0
votes

We have a big index, around 1 Billion of documents. Our application does not allow users to search everything. They have subscriptions and they should be able to search only in them. Our first iteration of the index used attributes, so a typical query looked like this (we are using PHP API):

$cl->SetFilter('category_id', $category_ids); // array with all user subscriptions
$result = $cl->Query($term,"documents");

This worked without issues, but was very slow. Then we saw this article. The analogy with un-indexed MySQL query was alarming and we decided to ditch the attribute based filter and try with a full text column. So now, our category_id is a full_text column. Indeed our initial tests showed that searching is a lot faster, but when we launched the index into production we ran into an issue. Some users have many subscriptions and we started to receive this error from Sphinx:

Error: index documents: query too complex, not enough stack (thread_stack_size=337K or higher required)

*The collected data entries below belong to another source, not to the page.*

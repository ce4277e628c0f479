//! Cinder DSP - the effect stages of the shimmer/destruction chain.
//!
//! Each stage is a mono [`Effect`](cinder_core::Effect); the stereo engine
//! owns two instances per stage. Stage parameters are plain setters taking
//! already-smoothed values — smoothing lives in the engine, stages stay
//! stateless with respect to parameter trajectories.
//!
//! - [`Saturator`] - tanh drive stage
//! - [`Wavefolder`] - triangle-fold harmonic generator with DC blocking
//! - [`LofiDegrader`] - sample-and-hold rate reducer + dithered bit crusher
//! - [`GrainPitchShifter`] - octave-up granular shifter for the shimmer path
//! - [`ShimmerReverb`] - 8-channel FDN with pitch-shifted feedback
//!
//! ## Example
//!
//! ```rust
//! use cinder_core::Effect;
//! use cinder_dsp::ShimmerReverb;
//!
//! let mut reverb = ShimmerReverb::new(48000.0);
//! reverb.set_parameters(2.0, 0.3, 0.5, 0.0);
//! let out = reverb.process(1.0);
//! assert!(out.is_finite());
//! ```

#![cfg_attr(not(feature = "std"), no_std)]

#[cfg(not(feature = "std"))]
extern crate alloc;

pub mod degrader;
pub mod pitch_shift;
pub mod saturator;
pub mod shimmer;
pub mod wavefolder;

pub use degrader::LofiDegrader;
pub use pitch_shift::GrainPitchShifter;
pub use saturator::Saturator;
pub use shimmer::{ShimmerReverb, hadamard_mix};
pub use wavefolder::Wavefolder;
//! Parameter metadata for display, validation, and persistence.
//!
//! The engine exposes a fixed set of parameters; each one is described by a
//! [`ParamDescriptor`] so front-ends (CLI, preset files, meters) can list
//! ranges and defaults without hard-coding them.

/// Describes a single parameter: name, range, and default.
///
/// # Example
///
/// ```rust
/// use cinder_core::ParamDescriptor;
///
/// let decay = ParamDescriptor::new("Decay", "decay", 0.1, 30.0, 2.0);
/// assert_eq!(decay.clamp(100.0), 30.0);
/// ```
#[derive(Debug, Clone, Copy, PartialEq)]
pub struct ParamDescriptor {
    /// Display name (e.g. "Decay", "Shimmer").
    pub name: &'static str,
    /// Stable lowercase identifier used in presets and state files.
    pub string_id: &'static str,
    /// Minimum allowed value.
    pub min: f32,
    /// Maximum allowed value.
    pub max: f32,
    /// Default value at construction/reset.
    pub default: f32,
}

impl ParamDescriptor {
    /// Construct a descriptor.
    pub const fn new(
        name: &'static str,
        string_id: &'static str,
        min: f32,
        max: f32,
        default: f32,
    ) -> Self {
        Self {
            name,
            string_id,
            min,
            max,
            default,
        }
    }

    /// Unit-range descriptor (0.0 to 1.0), the common case here.
    pub const fn unit(name: &'static str, string_id: &'static str, default: f32) -> Self {
        Self::new(name, string_id, 0.0, 1.0, default)
    }

    /// Clamp a value into this parameter's valid range.
    ///
    /// Out-of-range inputs are silently clamped, never rejected: the audio
    /// thread must not branch into error paths.
    #[inline]
    pub fn clamp(&self, value: f32) -> f32 {
        value.clamp(self.min, self.max)
    }

}

#[cfg(test)]
mod tests {
    use super::*;

    #[test]
    fn clamp_bounds() {
        let desc = ParamDescriptor::new("Decay", "decay", 0.1, 30.0, 2.0);
        assert_eq!(desc.clamp(0.0), 0.1);
        assert_eq!(desc.clamp(50.0), 30.0);
        assert_eq!(desc.clamp(5.0), 5.0);
    }

    #[test]
    fn unit_descriptor() {
        let desc = ParamDescriptor::unit("Mix", "mix", 0.3);
        assert_eq!(desc.min, 0.0);
        assert_eq!(desc.max, 1.0);
        assert_eq!(desc.default, 0.3);
    }

}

Our new queries look like this:

user_input @category_id c545|c547|c549|c556|c568|c574|c577|c685...

When there are too many categories the above error shows up. We thought it will be easy to fix, by just increasing thread_stack to higher value, but it turned out to be limited to 2MB and we still have queries exceeding that.

The question is what to do now? We were thinking about splitting the query into smaller queries, but then how will we aggregate the results with the correct limit (we are using $cl->SetLimits($page, $limit); for pagination)?

Any ideas will be welcome.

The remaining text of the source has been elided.